◆ RECORDS PROVIDED:
↓

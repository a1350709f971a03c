/// Centralized error types for treedoc using thiserror
///
/// Fatal problems (bad settings, missing inputs) surface as `TreeDocError`.
/// Per-file problems during a run are collected into the run report instead
/// of aborting, so they carry their own smaller enums.
use serde::Serialize;
use thiserror::Error;

/// Main error type for treedoc
#[derive(Error, Debug)]
pub enum TreeDocError {
    #[error("Configuration error: {0}")]
    Config(#[from] ConfigError),

    #[error("Not found: {0}")]
    NotFound(#[from] NotFoundError),

    #[error("Write error: {0}")]
    Write(#[from] WriteError),

    #[error("CSV error: {0}")]
    Csv(#[from] csv::Error),

    #[error("IO error: {0}")]
    Io(#[from] std::io::Error),

    #[error("{0}")]
    Other(String),
}

/// Result alias used across the public API
pub type Result<T> = std::result::Result<T, TreeDocError>;

/// Errors related to loading and validating settings
#[derive(Error, Debug)]
pub enum ConfigError {
    #[error("Failed to load settings file: {0}")]
    LoadFailed(String),

    #[error("Failed to parse settings: {0}")]
    ParseFailed(String),

    #[error("Invalid setting value for '{key}': {reason}")]
    InvalidValue { key: String, reason: String },

    #[error("Failed to save settings: {0}")]
    SaveFailed(String),

    #[error("Settings file not found: {0}")]
    FileNotFound(String),
}

/// Missing inputs. These are always fatal and raised before any output is produced.
#[derive(Error, Debug)]
pub enum NotFoundError {
    #[error("Input artifact does not exist: {0}")]
    InputArtifact(String),

    #[error("Base directory does not exist: {0}")]
    BaseDirectory(String),

    #[error("Path is not a directory: {0}")]
    NotADirectory(String),
}

/// Malformed fragments found while reading an artifact back.
///
/// The fragment is skipped and parsing continues.
#[derive(Error, Debug, Clone, PartialEq, Eq, Serialize)]
pub enum ParseWarning {
    #[error("line {line}: file marker for '{path}' is not followed by a fenced block")]
    MarkerWithoutFence { line: usize, path: String },

    #[error("line {line}: fenced block for '{path}' is never closed")]
    UnterminatedFence { line: usize, path: String },

    #[error("row {row}: {reason}")]
    MalformedRow { row: usize, reason: String },
}

/// Filesystem failures while reconstructing a tree, recorded per file
#[derive(Error, Debug, Clone, PartialEq, Eq, Serialize)]
pub enum WriteError {
    #[error("Failed to create directory '{path}': {reason}")]
    CreateDirFailed { path: String, reason: String },

    #[error("Failed to write file '{path}': {reason}")]
    WriteFailed { path: String, reason: String },

    #[error("Path escapes the output root: {0}")]
    PathEscapesRoot(String),

    #[error("Failed to patch class in '{path}': {reason}")]
    PatchFailed { path: String, reason: String },
}

// Conversion from anyhow::Error to TreeDocError
impl From<anyhow::Error> for TreeDocError {
    fn from(err: anyhow::Error) -> Self {
        TreeDocError::Other(format!("{:#}", err))
    }
}

impl TreeDocError {
    /// Create a new error from a string message
    pub fn other(msg: impl Into<String>) -> Self {
        TreeDocError::Other(msg.into())
    }

    /// Check if this is a user error (bad settings, missing input) vs system error
    pub fn is_user_error(&self) -> bool {
        matches!(self, TreeDocError::Config(_) | TreeDocError::NotFound(_))
    }
}

#[cfg(test)]
mod tests {
    use super::*;

    #[test]
    fn test_error_display() {
        let err = TreeDocError::NotFound(NotFoundError::InputArtifact("/tmp/x.md".to_string()));
        assert_eq!(
            err.to_string(),
            "Not found: Input artifact does not exist: /tmp/x.md"
        );
    }

    #[test]
    fn test_error_from_io() {
        let io_err = std::io::Error::new(std::io::ErrorKind::NotFound, "file not found");
        let err: TreeDocError = io_err.into();
        assert!(matches!(err, TreeDocError::Io(_)));
    }

    #[test]
    fn test_error_from_anyhow() {
        let anyhow_err = anyhow::anyhow!("test error");
        let err: TreeDocError = anyhow_err.into();
        assert!(matches!(err, TreeDocError::Other(_)));
        assert_eq!(err.to_string(), "test error");
    }

    #[test]
    fn test_is_user_error() {
        let user_err = TreeDocError::Config(ConfigError::ParseFailed("bad".to_string()));
        assert!(user_err.is_user_error());

        let system_err =
            TreeDocError::Io(std::io::Error::new(std::io::ErrorKind::NotFound, "test"));
        assert!(!system_err.is_user_error());
    }

    #[test]
    fn test_config_error_invalid_value() {
        let err = ConfigError::InvalidValue {
            key: "metrics.size_unit".to_string(),
            reason: "must be one of B, KB, MB, GB".to_string(),
        };
        assert_eq!(
            err.to_string(),
            "Invalid setting value for 'metrics.size_unit': must be one of B, KB, MB, GB"
        );
    }

    #[test]
    fn test_parse_warning_display() {
        let warning = ParseWarning::UnterminatedFence {
            line: 12,
            path: "src/app.py".to_string(),
        };
        assert_eq!(
            warning.to_string(),
            "line 12: fenced block for 'src/app.py' is never closed"
        );
    }

    #[test]
    fn test_write_error_chain() {
        let write_err = WriteError::PathEscapesRoot("../etc/passwd".to_string());
        let err: TreeDocError = write_err.into();
        assert_eq!(
            err.to_string(),
            "Write error: Path escapes the output root: ../etc/passwd"
        );
    }
}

↑

◆ REQUIREMENT:
The response should contain each record above, retyped exactly.

◆ RESPONSE TO THIS TASK:
repository a1350709f971a03c
/// Centralized error types for treedoc using thiserror
///
/// Fatal problems (bad settings, missing inputs) surface as `TreeDocError`.
/// Per-file problems during a run are collected into the run report instead
/// of aborting, so they carry their own smaller enums.
use serde::Serialize;
use thiserror::Error;

/// Main error type for treedoc
#[derive(Error, Debug)]
pub enum TreeDocError {
    #[error("Configuration error: {0}")]
    Config(#[from] ConfigError),

    #[error("Not found: {0}")]
    NotFound(#[from] NotFoundError),

    #[error("Write error: {0}")]
    Write(#[from] WriteError),

    #[error("CSV error: {0}")]
    Csv(#[from] csv::Error),

    #[error("IO error: {0}")]
    Io(#[from] std::io::Error),

    #[error("{0}")]
    Other(String),
}

/// Result alias used across the public API
pub type Result<T> = std::result::Result<T, TreeDocError>;

/// Errors related to loading and validating settings
#[derive(Error, Debug)]
pub enum ConfigError {
    #[error("Failed to load settings file: {0}")]
    LoadFailed(String),

    #[error("Failed to parse settings: {0}")]
    ParseFailed(String),

    #[error("Invalid setting value for '{key}': {reason}")]
    InvalidValue { key: String, reason: String },

    #[error("Failed to save settings: {0}")]
    SaveFailed(String),

    #[error("Settings file not found: {0}")]
    FileNotFound(String),
}

/// Missing inputs. These are always fatal and raised before any output is produced.
#[derive(Error, Debug)]
pub enum NotFoundError {
    #[error("Input artifact does not exist: {0}")]
    InputArtifact(String),

    #[error("Base directory does not exist: {0}")]
    BaseDirectory(String),

    #[error("Path is not a directory: {0}")]
    NotADirectory(String),
}

/// Malformed fragments found while reading an artifact back.
///
/// The fragment is skipped and parsing continues.
#[derive(Error, Debug, Clone, PartialEq, Eq, Serialize)]
pub enum ParseWarning {
    #[error("line {line}: file marker for '{path}' is not followed by a fenced block")]
    MarkerWithoutFence { line: usize, path: String },

    #[error("line {line}: fenced block for '{path}' is never closed")]
    UnterminatedFence { line: usize, path: String },

    #[error("row {row}: {reason}")]
    MalformedRow { row: usize, reason: String },
}

/// Filesystem failures while reconstructing a tree, recorded per file
#[derive(Error, Debug, Clone, PartialEq, Eq, Serialize)]
pub enum WriteError {
    #[error("Failed to create directory '{path}': {reason}")]
    CreateDirFailed { path: String, reason: String },

    #[error("Failed to write file '{path}': {reason}")]
    WriteFailed { path: String, reason: String },

    #[error("Path escapes the output root: {0}")]
    PathEscapesRoot(String),

    #[error("Failed to patch class in '{path}': {reason}")]
    PatchFailed { path: String, reason: String },
}

// Conversion from anyhow::Error to TreeDocError
impl From<anyhow::Error> for TreeDocError {
    fn from(err: anyhow::Error) -> Self {
        TreeDocError::Other(format!("{:#}", err))
    }
}

impl TreeDocError {
    /// Create a new error from a string message
    pub fn other(msg: impl Into<String>) -> Self {
        TreeDocError::Other(msg.into())
    }

    /// Check if this is a user error (bad settings, missing input) vs system error
    pub fn is_user_error(&self) -> bool {
        matches!(self, TreeDocError::Config(_) | TreeDocError::NotFound(_))
    }
}

#[cfg(test)]
mod tests {
    use super::*;

    #[test]
    fn test_error_display() {
        let err = TreeDocError::NotFound(NotFoundError::InputArtifact("/tmp/x.md".to_string()));
        assert_eq!(
            err.to_string(),
            "Not found: Input artifact does not exist: /tmp/x.md"
        );
    }

    #[test]
    fn test_error_from_io() {
        let io_err = std::io::Error::new(std::io::ErrorKind::NotFound, "file not found");
        let err: TreeDocError = io_err.into();
        assert!(matches!(err, TreeDocError::Io(_)));
    }

    #[test]
    fn test_error_from_anyhow() {
        let anyhow_err = anyhow::anyhow!("test error");
        let err: TreeDocError = anyhow_err.into();
        assert!(matches!(err, TreeDocError::Other(_)));
        assert_eq!(err.to_string(), "test error");
    }

    #[test]
    fn test_is_user_error() {
        let user_err = TreeDocError::Config(ConfigError::ParseFailed("bad".to_string()));
        assert!(user_err.is_user_error());

        let system_err =
            TreeDocError::Io(std::io::Error::new(std::io::ErrorKind::NotFound, "test"));
        assert!(!system_err.is_user_error());
    }

    #[test]
    fn test_config_error_invalid_value() {
        let err = ConfigError::InvalidValue {
            key: "metrics.size_unit".to_string(),
            reason: "must be one of B, KB, MB, GB".to_string(),
        };
        assert_eq!(
            err.to_string(),
            "Invalid setting value for 'metrics.size_unit': must be one of B, KB, MB, GB"
        );
    }

    #[test]
    fn test_parse_warning_display() {
        let warning = ParseWarning::UnterminatedFence {
            line: 12,
            path: "src/app.py".to_string(),
        };
        assert_eq!(
            warning.to_string(),
            "line 12: fenced block for 'src/app.py' is never closed"
        );
    }

    #[test]
    fn test_write_error_chain() {
        let write_err = WriteError::PathEscapesRoot("../etc/passwd".to_string());
        let err: TreeDocError = write_err.into();
        assert_eq!(
            err.to_string(),
            "Write error: Path escapes the output root: ../etc/passwd"
        );
    }
}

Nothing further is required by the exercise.